Diese Punkte erhalten wir durch das erfolgreiche Abschließen von Missionen, sei es durch den Besitz der meisten Handelsstrecken oder Planeten, bis hin zu anderen vielfältigen Missionen. Wer Sid Meier’s Civilization kennt, weiß, dass bei solchen Strategiespielen Krieg allein nicht immer zum Sieg führt.

Im Tutorial habe ich begonnen, eine der vielen spielbaren Rassen kennenzulernen. Insgesamt gibt es elf Rassen, die man spielen kann, jede mit unterschiedlichen Stärken und Schwächen. So lernte ich im Tutorial die Menschen kennen, deren Hauptstärke die Diplomatie und der Umgang mit anderen Zivilisationen ist.

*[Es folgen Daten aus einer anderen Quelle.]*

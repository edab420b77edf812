mod bicycle_optimize_type;
mod car_pickup_options;
mod parking_options;
mod rental_options;
mod request_error;
mod routing_context;
mod routing_request;
mod street_mode;
mod wheelchair_options;

pub use bicycle_optimize_type::{BicycleOptimizeType, TriangleFactors};
pub use car_pickup_options::CarPickupOptions;
pub use parking_options::ParkingOptions;
pub use rental_options::RentalOptions;
pub use request_error::RequestError;
pub use routing_context::RoutingContext;
pub use routing_request::RoutingRequest;
pub use street_mode::StreetMode;
pub use wheelchair_options::WheelchairOptions;
#[cfg(test)]
mod test {
    use super::TimetableResolver;
    use crate::pattern::{Route, RouteId, StopId, StopPattern, Trip, TripId, TripPattern};
    use crate::realtime::{StopTimeUpdate, TripUpdate};
    use crate::schedule::{Timetable, TripTimes};
    use chrono::NaiveDate;
    use std::sync::Arc;

    fn date(day: u32) -> NaiveDate {
        NaiveDate::from_ymd_opt(2025, 6, day).expect("test invariant failed")
    }

    fn trip_times(id: &str, times: Vec<i32>) -> TripTimes {
        let trip = Arc::new(Trip::new(id, &RouteId::new("r1"), 0));
        TripTimes::from_departures(trip, times).expect("test invariant failed")
    }

    fn mock_pattern() -> TripPattern {
        let stops = ["a", "b", "c"].iter().map(|s| StopId::new(s)).collect();
        let mut timetable = Timetable::new(3);
        timetable
            .add_trip_times(trip_times("t1", vec![100, 200, 300]))
            .expect("test invariant failed");
        timetable
            .add_trip_times(trip_times("t2", vec![1100, 1200, 1300]))
            .expect("test invariant failed");
        let route = Route::new("r1", "agency", Default::default());
        TripPattern::new("p1", route, StopPattern::new(stops), timetable)
    }

    #[test]
    fn test_no_op_commit() {
        let mut resolver = TimetableResolver::new();
        assert!(!resolver.is_dirty());
        assert!(resolver.commit(false).is_none());
        let forced = resolver.commit(true).expect("forced commit publishes");
        assert_eq!(forced.version(), 1);
    }

    #[test]
    fn test_update_then_commit() {
        let pattern = mock_pattern();
        let mut resolver = TimetableResolver::new();
        let source = resolver.source();
        let before = source.snapshot();

        let result = resolver
            .update(&pattern, trip_times("t1", vec![160, 260, 360]), date(2))
            .expect("update should apply");
        assert!(result.replaced);
        assert!(!result.has_warnings());
        let snapshot = resolver.commit(false).expect("dirty resolver publishes");

        let resolved = snapshot.resolve(&pattern, date(2));
        let t1 = resolved
            .trip_times_for(&TripId::new("t1"))
            .expect("t1 present");
        assert_eq!(t1.departure_time(0), 160);
        assert!(resolved.is_finished());
        // other dates and older snapshots still see the schedule
        assert!(Arc::ptr_eq(
            snapshot.resolve(&pattern, date(3)),
            pattern.scheduled_timetable()
        ));
        assert!(Arc::ptr_eq(
            before.resolve(&pattern, date(2)),
            pattern.scheduled_timetable()
        ));
        assert_eq!(source.version(), 1);
    }

    #[test]
    fn test_published_timetable_is_not_mutated() {
        let pattern = mock_pattern();
        let mut resolver = TimetableResolver::new();
        resolver
            .update(&pattern, trip_times("t1", vec![160, 260, 360]), date(2))
            .expect("update should apply");
        let first = resolver.commit(false).expect("first commit");

        resolver
            .update(&pattern, trip_times("t1", vec![190, 290, 390]), date(2))
            .expect("second update should apply");
        let second = resolver.commit(false).expect("second commit");

        let old = first
            .resolve(&pattern, date(2))
            .trip_times_for(&TripId::new("t1"))
            .expect("t1 present");
        let new = second
            .resolve(&pattern, date(2))
            .trip_times_for(&TripId::new("t1"))
            .expect("t1 present");
        assert_eq!(old.departure_time(0), 160);
        assert_eq!(new.departure_time(0), 190);
        assert_eq!(second.version(), 2);
    }

    #[test]
    fn test_negative_dwell_clamped_with_warning() {
        let pattern = mock_pattern();
        let mut resolver = TimetableResolver::new();
        let trip = Arc::new(Trip::new("t1", &RouteId::new("r1"), 0));
        let tt = TripTimes::new(trip, vec![100, 200, 305], vec![100, 200, 300])
            .expect("test invariant failed");
        let result = resolver
            .update(&pattern, tt, date(2))
            .expect("clamped update is accepted");
        assert_eq!(result.warnings.len(), 1);
        let snapshot = resolver.commit(false).expect("commit");
        let t1 = snapshot
            .resolve(&pattern, date(2))
            .trip_times_for(&TripId::new("t1"))
            .expect("t1 present")
            .clone();
        assert_eq!(t1.dwell_time(2), 0);
    }

    #[test]
    fn test_trip_update_cancel_and_reject() {
        let pattern = mock_pattern();
        let mut resolver = TimetableResolver::new();
        resolver
            .apply_trip_update(&pattern, &TripUpdate::canceled("t2", date(2)))
            .expect("cancel applies");
        let missing = resolver.apply_trip_update(
            &pattern,
            &TripUpdate::scheduled("nope", date(2), vec![StopTimeUpdate::delay(0, 10)]),
        );
        assert!(missing.is_err());
        let snapshot = resolver.commit(false).expect("commit");
        let timetable = snapshot.resolve(&pattern, date(2));
        assert!(timetable
            .next_trip(0, 500, |_, _| true)
            .is_none());
    }

    #[test]
    fn test_added_trip_and_duplicate() {
        let pattern = mock_pattern();
        let mut resolver = TimetableResolver::new();
        resolver
            .apply_trip_update(
                &pattern,
                &TripUpdate::added("x1", date(2), vec![500, 600, 700], vec![500, 600, 700]),
            )
            .expect("added trip applies");
        let duplicate = resolver.apply_trip_update(
            &pattern,
            &TripUpdate::added("t1", date(2), vec![0, 1, 2], vec![0, 1, 2]),
        );
        assert!(duplicate.is_err());
        let snapshot = resolver.commit(false).expect("commit");
        let next = snapshot
            .resolve(&pattern, date(2))
            .next_trip(0, 400, |_, _| true)
            .expect("added trip is searchable");
        assert_eq!(next.trip_times.trip_id(), &TripId::new("x1"));
    }

    #[test]
    fn test_purge_and_clear() {
        let pattern = mock_pattern();
        let mut resolver = TimetableResolver::new();
        for day in [1, 2, 3] {
            resolver
                .update(&pattern, trip_times("t1", vec![160, 260, 360]), date(day))
                .expect("update should apply");
        }
        resolver.commit(false).expect("commit");
        assert!(resolver.purge_expired_data(date(3)));
        let snapshot = resolver.commit(false).expect("purge is published");
        assert_eq!(snapshot.service_dates(&pattern.id), vec![date(3)]);

        resolver.clear();
        let snapshot = resolver.commit(false).expect("clear is published");
        assert!(!snapshot.has_realtime_data());
        assert!(resolver.commit(false).is_none());
    }
}
use super::{StreetTraversalPermission, VehicleParking, VehicleRentalPlace, VertexId};
use geo::Coord;
use std::sync::Arc;
use wayfare_timetable::pattern::{Accessibility, PatternId, StopId};

#[derive(Clone, Debug)]
pub enum VertexKind {
    Intersection {
        traffic_light: bool,
        free_flowing: bool,
    },
    /// a bollard, gate or similar that only some modes may pass
    Barrier {
        permission: StreetTraversalPermission,
    },
    TransitStop {
        stop: StopId,
        wheelchair_boarding: Accessibility,
    },
    /// where a pattern's vehicles depart from (or arrive at) one of its stops
    PatternStop {
        pattern: PatternId,
        stop_index: usize,
        departure: bool,
    },
    RentalPlace(Arc<VehicleRentalPlace>),
    Parking(Arc<VehicleParking>),
}

#[derive(Clone, Debug)]
pub struct Vertex {
    pub id: VertexId,
    pub label: String,
    pub coord: Coord<f64>,
    pub kind: VertexKind,
}

impl Vertex {
    pub fn traffic_light(&self) -> bool {
        matches!(
            self.kind,
            VertexKind::Intersection {
                traffic_light: true,
                ..
            }
        )
    }

    pub fn free_flowing(&self) -> bool {
        matches!(
            self.kind,
            VertexKind::Intersection {
                free_flowing: true,
                ..
            }
        )
    }

    /// modes allowed through this vertex; only barriers restrict
    pub fn permission(&self) -> StreetTraversalPermission {
        match self.kind {
            VertexKind::Barrier { permission } => permission,
            _ => StreetTraversalPermission::ALL,
        }
    }

    pub fn transit_stop(&self) -> Option<(&StopId, Accessibility)> {
        match &self.kind {
            VertexKind::TransitStop {
                stop,
                wheelchair_boarding,
            } => Some((stop, *wheelchair_boarding)),
            _ => None,
        }
    }

    pub fn rental_place(&self) -> Option<&Arc<VehicleRentalPlace>> {
        match &self.kind {
            VertexKind::RentalPlace(place) => Some(place),
            _ => None,
        }
    }

    pub fn parking(&self) -> Option<&Arc<VehicleParking>> {
        match &self.kind {
            VertexKind::Parking(parking) => Some(parking),
            _ => None,
        }
    }
}
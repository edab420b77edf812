use super::{PatternId, Route, StopPattern, TransitMode};
use crate::schedule::Timetable;
use std::sync::Arc;

/// a route variant: one fixed stop sequence shared by a set of trips.
///
/// the pattern owns its scheduled (base) timetable. realtime overrides live in
/// a [`crate::realtime::TimetableSnapshot`] keyed by [`PatternId`], so there is
/// no pointer from a timetable back to its pattern. rows of the timetable are
/// addressed by stop index within [`StopPattern`].
#[derive(Debug)]
pub struct TripPattern {
    pub id: PatternId,
    pub route: Route,
    pub stop_pattern: StopPattern,
    scheduled_timetable: Arc<Timetable>,
}

impl TripPattern {
    /// builds a pattern from its scheduled timetable. the timetable is finished
    /// here if the caller has not done so already.
    pub fn new(
        id: &str,
        route: Route,
        stop_pattern: StopPattern,
        mut scheduled: Timetable,
    ) -> TripPattern {
        if !scheduled.is_finished() {
            scheduled.finish();
        }
        TripPattern {
            id: PatternId::new(id),
            route,
            stop_pattern,
            scheduled_timetable: Arc::new(scheduled),
        }
    }

    pub fn scheduled_timetable(&self) -> &Arc<Timetable> {
        &self.scheduled_timetable
    }

    pub fn mode(&self) -> TransitMode {
        self.route.mode
    }

    pub fn n_stops(&self) -> usize {
        self.stop_pattern.size()
    }

    pub fn n_hops(&self) -> usize {
        self.n_stops().saturating_sub(1)
    }
}
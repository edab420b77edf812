mod car_pickup_state;
mod state_data;
mod state_editor;
mod traversal_state;
mod traverse_mode;
mod traversed;
mod vehicle_rental_state;

pub use car_pickup_state::CarPickupState;
pub use state_data::{StateData, TransitLegEnd, TripBinding};
pub use state_editor::StateEditor;
pub use traversal_state::{StatePath, StateRef, TraversalState};
pub use traverse_mode::TraverseMode;
pub use traversed::Traversed;
pub use vehicle_rental_state::VehicleRentalState;
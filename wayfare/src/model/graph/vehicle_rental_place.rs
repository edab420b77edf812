use crate::model::state::TraverseMode;
use serde::{Deserialize, Serialize};
use std::collections::BTreeSet;

#[derive(Serialize, Deserialize, Clone, Copy, Debug, PartialEq, Eq, Hash)]
#[serde(rename_all = "snake_case")]
pub enum RentalFormFactor {
    Bicycle,
    Scooter,
    Car,
}

impl RentalFormFactor {
    pub fn traverse_mode(&self) -> TraverseMode {
        match self {
            RentalFormFactor::Bicycle => TraverseMode::Bicycle,
            RentalFormFactor::Scooter => TraverseMode::Scooter,
            RentalFormFactor::Car => TraverseMode::Car,
        }
    }
}

/// rental networks a place or a rented vehicle belongs to.
#[derive(Serialize, Deserialize, Clone, Debug, PartialEq, Eq)]
#[serde(rename_all = "snake_case")]
pub enum RentalNetworks {
    /// unrestricted, compatible with every network
    Any,
    Named(BTreeSet<String>),
}

impl RentalNetworks {
    pub fn named<I, S>(networks: I) -> RentalNetworks
    where
        I: IntoIterator<Item = S>,
        S: Into<String>,
    {
        RentalNetworks::Named(networks.into_iter().map(Into::into).collect())
    }

    /// a vehicle can be returned to a place if the two share a network or
    /// either side is unrestricted.
    pub fn is_compatible(&self, other: &RentalNetworks) -> bool {
        match (self, other) {
            (RentalNetworks::Any, _) | (_, RentalNetworks::Any) => true,
            (RentalNetworks::Named(a), RentalNetworks::Named(b)) => !a.is_disjoint(b),
        }
    }

    pub fn contains(&self, network: &str) -> bool {
        match self {
            RentalNetworks::Any => true,
            RentalNetworks::Named(n) => n.contains(network),
        }
    }

    pub fn iter_named(&self) -> impl Iterator<Item = &String> {
        match self {
            RentalNetworks::Any => None,
            RentalNetworks::Named(n) => Some(n.iter()),
        }
        .into_iter()
        .flatten()
    }
}

/// a docking station or a single free-floating vehicle.
#[derive(Serialize, Deserialize, Clone, Debug)]
pub struct VehicleRentalPlace {
    pub id: String,
    pub name: Option<String>,
    pub networks: RentalNetworks,
    pub form_factor: RentalFormFactor,
    /// true for a free-floating vehicle, false for a station
    pub floating: bool,
    pub vehicles_available: u32,
    pub spaces_available: u32,
    pub allows_drop_off: bool,
}

impl VehicleRentalPlace {
    pub fn station(id: &str, networks: RentalNetworks, form_factor: RentalFormFactor) -> VehicleRentalPlace {
        VehicleRentalPlace {
            id: id.to_string(),
            name: None,
            networks,
            form_factor,
            floating: false,
            vehicles_available: 1,
            spaces_available: 1,
            allows_drop_off: true,
        }
    }

    pub fn floating_vehicle(id: &str, networks: RentalNetworks, form_factor: RentalFormFactor) -> VehicleRentalPlace {
        VehicleRentalPlace {
            id: id.to_string(),
            name: None,
            networks,
            form_factor,
            floating: true,
            vehicles_available: 1,
            spaces_available: 0,
            allows_drop_off: false,
        }
    }

    pub fn with_availability(mut self, vehicles: u32, spaces: u32) -> VehicleRentalPlace {
        self.vehicles_available = vehicles;
        self.spaces_available = spaces;
        self
    }
}
use crate::model::state::TraverseMode;
use serde::{Deserialize, Serialize};
use std::collections::HashSet;

/// live space counts, when the operator publishes them
#[derive(Serialize, Deserialize, Clone, Copy, Debug, PartialEq, Eq, Default)]
pub struct ParkingAvailability {
    pub bicycle_spaces: u32,
    pub car_spaces: u32,
    pub wheelchair_accessible_car_spaces: u32,
}

#[derive(Serialize, Deserialize, Clone, Debug)]
pub struct VehicleParking {
    pub id: String,
    pub name: Option<String>,
    pub bicycle_places: bool,
    pub car_places: bool,
    pub wheelchair_accessible_car_places: bool,
    pub availability: Option<ParkingAvailability>,
    #[serde(default)]
    pub tags: HashSet<String>,
}

impl VehicleParking {
    pub fn new(id: &str, bicycle_places: bool, car_places: bool) -> VehicleParking {
        VehicleParking {
            id: id.to_string(),
            name: None,
            bicycle_places,
            car_places,
            wheelchair_accessible_car_places: false,
            availability: None,
            tags: HashSet::new(),
        }
    }

    /// whether a vehicle of `mode` can be left here.
    ///
    /// # Arguments
    ///
    /// * `mode`             - the vehicle being parked
    /// * `wheelchair`       - the traveler needs a wheelchair-accessible car space
    /// * `use_availability` - reject when live data reports no free space
    pub fn has_spaces(&self, mode: TraverseMode, wheelchair: bool, use_availability: bool) -> bool {
        let (has_places, available) = match mode {
            TraverseMode::Bicycle | TraverseMode::Scooter => (
                self.bicycle_places,
                self.availability.map(|a| a.bicycle_spaces),
            ),
            TraverseMode::Car if wheelchair => (
                self.wheelchair_accessible_car_places,
                self.availability.map(|a| a.wheelchair_accessible_car_spaces),
            ),
            TraverseMode::Car => (self.car_places, self.availability.map(|a| a.car_spaces)),
            _ => (false, None),
        };
        if !has_places {
            return false;
        }
        match (use_availability, available) {
            (true, Some(n)) => n > 0,
            _ => true,
        }
    }

    /// all required tags present and no banned tag present
    pub fn matches_tags(&self, required: &HashSet<String>, banned: &HashSet<String>) -> bool {
        required.is_subset(&self.tags) && self.tags.is_disjoint(banned)
    }
}
use serde::{Deserialize, Serialize};

/// weights of the three cycling cost components, normalized to sum to one.
#[derive(Serialize, Deserialize, Clone, Copy, Debug, PartialEq)]
pub struct TriangleFactors {
    pub time: f64,
    pub slope: f64,
    pub safety: f64,
}

impl TriangleFactors {
    pub fn new(time: f64, slope: f64, safety: f64) -> TriangleFactors {
        let total = time + slope + safety;
        if total <= 0.0 || !total.is_finite() {
            return TriangleFactors::default();
        }
        TriangleFactors {
            time: time / total,
            slope: slope / total,
            safety: safety / total,
        }
    }
}

impl Default for TriangleFactors {
    fn default() -> Self {
        TriangleFactors {
            time: 1.0 / 3.0,
            slope: 1.0 / 3.0,
            safety: 1.0 / 3.0,
        }
    }
}

/// what a cyclist minimizes besides travel time.
#[derive(Serialize, Deserialize, Clone, Copy, Debug, PartialEq, Default)]
#[serde(rename_all = "snake_case")]
pub enum BicycleOptimizeType {
    /// shortest time, ignoring safety and effort
    Quick,
    /// prefer streets with a low safety factor
    #[default]
    Safe,
    /// avoid climbing
    Flat,
    /// a weighted mix of time, slope and safety
    Triangle(TriangleFactors),
}

impl BicycleOptimizeType {
    /// effective length of a street for cycling cost.
    ///
    /// # Arguments
    ///
    /// * `length`        - street length in meters
    /// * `safety_factor` - street safety multiplier, 1.0 is neutral
    /// * `work_factor`   - slope work multiplier from elevation, 1.0 when flat
    /// * `speed_factor`  - slope speed multiplier from elevation, 1.0 when flat
    pub fn effective_length(
        &self,
        length: f64,
        safety_factor: f64,
        work_factor: f64,
        speed_factor: f64,
    ) -> f64 {
        match self {
            BicycleOptimizeType::Quick => length * speed_factor,
            BicycleOptimizeType::Safe => length * safety_factor,
            BicycleOptimizeType::Flat => length * speed_factor + length * (work_factor - 1.0).max(0.0) * 10.0,
            BicycleOptimizeType::Triangle(t) => {
                length * (t.time * speed_factor + t.slope * work_factor + t.safety * safety_factor)
            }
        }
    }
}
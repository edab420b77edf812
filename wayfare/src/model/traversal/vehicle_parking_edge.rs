use super::Edge;
use crate::model::{
    request::RoutingContext,
    state::{StateEditor, StateRef, TraverseMode},
};

/// parks (forward) or, arrive-by, picks up again the traveler's own vehicle.
pub(super) fn traverse(edge: &Edge, s0: &StateRef, ctx: &RoutingContext) -> Option<StateRef> {
    let data = s0.data();
    if !data.park_and_ride || data.on_board() {
        return None;
    }
    let parking = ctx.graph.vertex(edge.from).ok()?.parking()?;
    let request = &ctx.request;
    let options = &request.parking;
    let vehicle = request.street_mode.vehicle_mode();
    if !parking.matches_tags(&options.required_tags, &options.banned_tags)
        || !parking.has_spaces(vehicle, data.wheelchair, options.use_availability)
    {
        return None;
    }

    let (parked, mode) = match (s0.arrive_by(), data.vehicle_parked) {
        (false, false) if data.current_mode == vehicle => (true, TraverseMode::Walk),
        (true, true) if data.current_mode == TraverseMode::Walk => (false, vehicle),
        _ => return None,
    };
    let mut editor = StateEditor::new(s0, edge.id, edge.to);
    editor
        .set_vehicle_parked(parked, mode)
        .increment_time_seconds(options.park_time)
        .increment_weight(options.park_cost);
    editor.finish()
}
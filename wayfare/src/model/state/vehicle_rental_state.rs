use serde::{Deserialize, Serialize};

/// progress through a single vehicle rental, in search order.
///
/// a forward search moves `NotRenting -> Renting* -> HaveRented`. an arrive-by
/// search walks the same chain in reverse, starting from `HaveRented` (or
/// already renting when the vehicle may be left at the destination) and
/// reaching `NotRenting` where the vehicle was picked up.
#[derive(Serialize, Deserialize, Clone, Copy, Debug, PartialEq, Eq, Hash, Default)]
#[serde(rename_all = "snake_case")]
pub enum VehicleRentalState {
    #[default]
    NotRenting,
    RentingFromStation,
    RentingFloating,
    HaveRented,
}

impl VehicleRentalState {
    pub fn is_renting(&self) -> bool {
        matches!(
            self,
            VehicleRentalState::RentingFromStation | VehicleRentalState::RentingFloating
        )
    }
}
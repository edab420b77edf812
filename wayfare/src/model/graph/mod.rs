mod elevation;
mod graph_error;
mod ids;
mod intersection_cost_model;
mod pattern_edges;
mod street_graph;
mod street_traversal_permission;
mod turn_restriction;
mod vehicle_parking;
mod vehicle_rental_place;
mod vertex;

pub use elevation::{ElevationExtension, ElevationProfile};
pub use graph_error::GraphError;
pub use ids::{EdgeId, VertexId};
pub use intersection_cost_model::{
    ConstantIntersectionCostModel, DrivingDirection, IntersectionTraversalCostModel,
    SimpleIntersectionCostModel,
};
pub use pattern_edges::PatternEdges;
pub use street_graph::Graph;
pub use street_traversal_permission::StreetTraversalPermission;
pub use turn_restriction::{TurnRestriction, TurnRestrictionKind, TurnRestrictionOverlay};
pub use vehicle_parking::{ParkingAvailability, VehicleParking};
pub use vehicle_rental_place::{RentalFormFactor, RentalNetworks, VehicleRentalPlace};
pub use vertex::{Vertex, VertexKind};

Es gibt auch Rassen, die für ihre Kriegsführung gut sind, andere eher für den Handel oder die Bebauung der Planeten geeignet. Je nach bevorzugter Spielweise kann man die passende Rasse wählen. Innerhalb der Rassen ist es dann möglich, weitere Anführer freizuschalten, die jeweils andere Stärken besitzen. Im Falle der Menschen wären das verbesserte Diplomatie, spezielle Paktabschlüsse oder Ähnliches.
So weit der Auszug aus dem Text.